Brasília Empossado o presidente Luiz Inácio Lula da Silva e definido o novo ministério, as atenções e a disputa por espaço de poder voltam-se agora para o Congresso. A despeito do recesso parlamentar, a semana política será movimentada em Brasília, com uma agenda intensa de reuniões das cúpulas dos partidos de oposição ao governo petista. Ao mesmo tempo em que PMDB, PFL e PSDB retomam as conversas em torno da formação de um bloco parlamentar na Câmara, o candidato do PT a presidente da Casa, João Paulo Cunha (SP), reinicia as articulações com a oposição para garantir sua vitória.

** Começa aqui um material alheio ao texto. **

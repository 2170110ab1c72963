//! Database schema and operations

use anyhow::{Context, Result, anyhow};
use chrono::{DateTime, Utc};
use rusqlite::{Connection, OptionalExtension, Row, params};
use tracing::info;

use print_cost::{
    AuxiliaryModuleRecord, Consumable, ConsumableKind, ConsumableRecord, CostBreakdown,
    CostConfig, Filament, FilamentRecord, JobStatus, PrintJob, Printer, PrinterRecord,
    Replacement,
};

/// Initialize the database schema
pub fn init_schema(conn: &Connection) -> Result<()> {
    conn.execute_batch(
        r#"
        CREATE TABLE IF NOT EXISTS printers (
            id TEXT PRIMARY KEY,
            name TEXT NOT NULL,
            purchase_price REAL NOT NULL,
            estimated_lifetime_hours REAL NOT NULL,
            current_hours REAL NOT NULL,
            printing_watts REAL NOT NULL,
            -- Auxiliary module, all NULL when none is attached
            aux_name TEXT,
            aux_working_watts REAL,
            aux_purchase_price REAL,
            aux_lifetime_hours REAL,
            aux_current_hours REAL
        );

        CREATE TABLE IF NOT EXISTS filaments (
            id TEXT PRIMARY KEY,
            name TEXT NOT NULL,
            material TEXT NOT NULL,
            color TEXT,
            diameter_mm REAL NOT NULL,
            density REAL NOT NULL,
            spool_weight_g REAL NOT NULL,
            spool_price REAL NOT NULL
        );

        -- printer_id NULL means shared across printers
        CREATE TABLE IF NOT EXISTS consumables (
            id TEXT PRIMARY KEY,
            name TEXT NOT NULL,
            kind TEXT NOT NULL,
            printer_id TEXT,
            unit_price REAL NOT NULL,
            estimated_lifetime_hours REAL NOT NULL,
            current_hours REAL NOT NULL,
            current_grams REAL NOT NULL,
            prints_completed INTEGER NOT NULL,
            quantity INTEGER NOT NULL,
            last_replaced TEXT
        );

        CREATE TABLE IF NOT EXISTS consumable_replacements (
            id INTEGER PRIMARY KEY AUTOINCREMENT,
            consumable_id TEXT NOT NULL,
            replaced_at TEXT NOT NULL,
            hours_used REAL NOT NULL,
            grams_used REAL NOT NULL,
            prints_completed INTEGER NOT NULL
        );

        -- Frozen calculations; the breakdown is stored as JSON
        CREATE TABLE IF NOT EXISTS print_jobs (
            id TEXT PRIMARY KEY,
            name TEXT NOT NULL,
            printer_id TEXT NOT NULL,
            filament_id TEXT NOT NULL,
            status TEXT NOT NULL,
            total REAL NOT NULL,
            breakdown TEXT NOT NULL,
            tags TEXT NOT NULL,
            created_at TEXT NOT NULL,
            completed_at TEXT
        );

        CREATE INDEX IF NOT EXISTS idx_consumables_printer ON consumables(printer_id);
        CREATE INDEX IF NOT EXISTS idx_replacements_consumable ON consumable_replacements(consumable_id);
        CREATE INDEX IF NOT EXISTS idx_jobs_created ON print_jobs(created_at);
        "#,
    )?;
    Ok(())
}

/// Clear all stored entities and jobs
pub fn clear_all(conn: &Connection) -> Result<()> {
    conn.execute_batch(
        r#"
        DELETE FROM print_jobs;
        DELETE FROM consumable_replacements;
        DELETE FROM consumables;
        DELETE FROM filaments;
        DELETE FROM printers;
        "#,
    )?;
    Ok(())
}

/// Insert or replace a printer
pub fn upsert_printer(conn: &Connection, printer: &Printer) -> Result<()> {
    let aux = printer.auxiliary.as_ref();
    conn.execute(
        "INSERT OR REPLACE INTO printers (id, name, purchase_price, estimated_lifetime_hours,
             current_hours, printing_watts, aux_name, aux_working_watts, aux_purchase_price,
             aux_lifetime_hours, aux_current_hours)
         VALUES (?1, ?2, ?3, ?4, ?5, ?6, ?7, ?8, ?9, ?10, ?11)",
        params![
            printer.id,
            printer.name,
            printer.purchase_price,
            printer.estimated_lifetime_hours,
            printer.current_hours,
            printer.printing_watts,
            aux.map(|a| a.name.as_str()),
            aux.map(|a| a.working_watts),
            aux.map(|a| a.purchase_price),
            aux.map(|a| a.estimated_lifetime_hours),
            aux.map(|a| a.current_hours),
        ],
    )?;
    Ok(())
}

const PRINTER_COLUMNS: &str = "id, name, purchase_price, estimated_lifetime_hours, current_hours,
     printing_watts, aux_name, aux_working_watts, aux_purchase_price, aux_lifetime_hours,
     aux_current_hours";

fn printer_record(row: &Row<'_>) -> rusqlite::Result<PrinterRecord> {
    let aux_name: Option<String> = row.get(6)?;
    let auxiliary = match aux_name {
        Some(name) => Some(AuxiliaryModuleRecord {
            name: Some(name),
            working_watts: row.get(7)?,
            purchase_price: row.get(8)?,
            estimated_lifetime_hours: row.get(9)?,
            current_hours: row.get(10)?,
        }),
        None => None,
    };
    Ok(PrinterRecord {
        id: row.get(0)?,
        name: row.get(1)?,
        purchase_price: row.get(2)?,
        estimated_lifetime_hours: row.get(3)?,
        current_hours: row.get(4)?,
        printing_watts: row.get(5)?,
        auxiliary,
    })
}

pub fn get_printer(conn: &Connection, id: &str, config: &CostConfig) -> Result<Option<Printer>> {
    let record = conn
        .query_row(
            &format!("SELECT {PRINTER_COLUMNS} FROM printers WHERE id = ?1"),
            [id],
            printer_record,
        )
        .optional()?;
    Ok(record.map(|r| Printer::from_record(r, config)))
}

/// List all printers, ordered by name
pub fn list_printers(conn: &Connection, config: &CostConfig) -> Result<Vec<Printer>> {
    let mut stmt = conn.prepare(&format!("SELECT {PRINTER_COLUMNS} FROM printers ORDER BY name"))?;
    let rows = stmt.query_map([], printer_record)?;

    let mut results = Vec::new();
    for row in rows {
        results.push(Printer::from_record(row?, config));
    }
    Ok(results)
}

/// Insert or replace a filament
pub fn upsert_filament(conn: &Connection, filament: &Filament) -> Result<()> {
    conn.execute(
        "INSERT OR REPLACE INTO filaments (id, name, material, color, diameter_mm, density,
             spool_weight_g, spool_price)
         VALUES (?1, ?2, ?3, ?4, ?5, ?6, ?7, ?8)",
        params![
            filament.id,
            filament.name,
            filament.material,
            filament.color,
            filament.diameter_mm,
            filament.density,
            filament.spool_weight_g,
            filament.spool_price,
        ],
    )?;
    Ok(())
}

const FILAMENT_COLUMNS: &str =
    "id, name, material, color, diameter_mm, density, spool_weight_g, spool_price";

fn filament_record(row: &Row<'_>) -> rusqlite::Result<FilamentRecord> {
    Ok(FilamentRecord {
        id: row.get(0)?,
        name: row.get(1)?,
        material: row.get(2)?,
        color: row.get(3)?,
        diameter_mm: row.get(4)?,
        density: row.get(5)?,
        spool_weight_g: row.get(6)?,
        spool_price: row.get(7)?,
    })
}

pub fn get_filament(conn: &Connection, id: &str, config: &CostConfig) -> Result<Option<Filament>> {
    let record = conn
        .query_row(
            &format!("SELECT {FILAMENT_COLUMNS} FROM filaments WHERE id = ?1"),
            [id],
            filament_record,
        )
        .optional()?;
    Ok(record.map(|r| Filament::from_record(r, config)))
}

pub fn list_filaments(conn: &Connection, config: &CostConfig) -> Result<Vec<Filament>> {
    let mut stmt =
        conn.prepare(&format!("SELECT {FILAMENT_COLUMNS} FROM filaments ORDER BY name"))?;
    let rows = stmt.query_map([], filament_record)?;

    let mut results = Vec::new();
    for row in rows {
        results.push(Filament::from_record(row?, config));
    }
    Ok(results)
}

Ao menos por enquanto, PT e PMDB partilham o discurso público do respeito às regras do Parlamento, pelas quais a indicação do presidente da Casa cabe à legenda majoritária. Um discurso confortável para ambos, uma vez que o PMDB é majoritário no Senado e o PT, na Câmara. Mas os dois partidos trabalham um ''plano B'' nos bastidores. A saída é a mesma: em caso de dificuldades ou traição, ambos planejam compor com o PFL, entregando a presidência do Senado ao senador eleito Marco Maciel (PFL-PE).
''Vou procurar todos os partidos oficialmente nesta semana. Quero conversar com o PFL, o PSDB e o PMDB, no sentido de restabelecer o acordo em torno da maior bancada'', diz Cunha, que na sexta-feira entregou a liderança do PT ao deputado Nelson Pellegrino (BA), para se dedicar exclusivamente à campanha pela presidência da Câmara.
Na semana passada, ele não perdeu tempo. Aproveitou a presença em Brasília do líder do PMDB e candidato a presidente do Senado, Renan Calheiros (AL), para reafirmar sua disposição de respeito à tradição da bancada majoritária.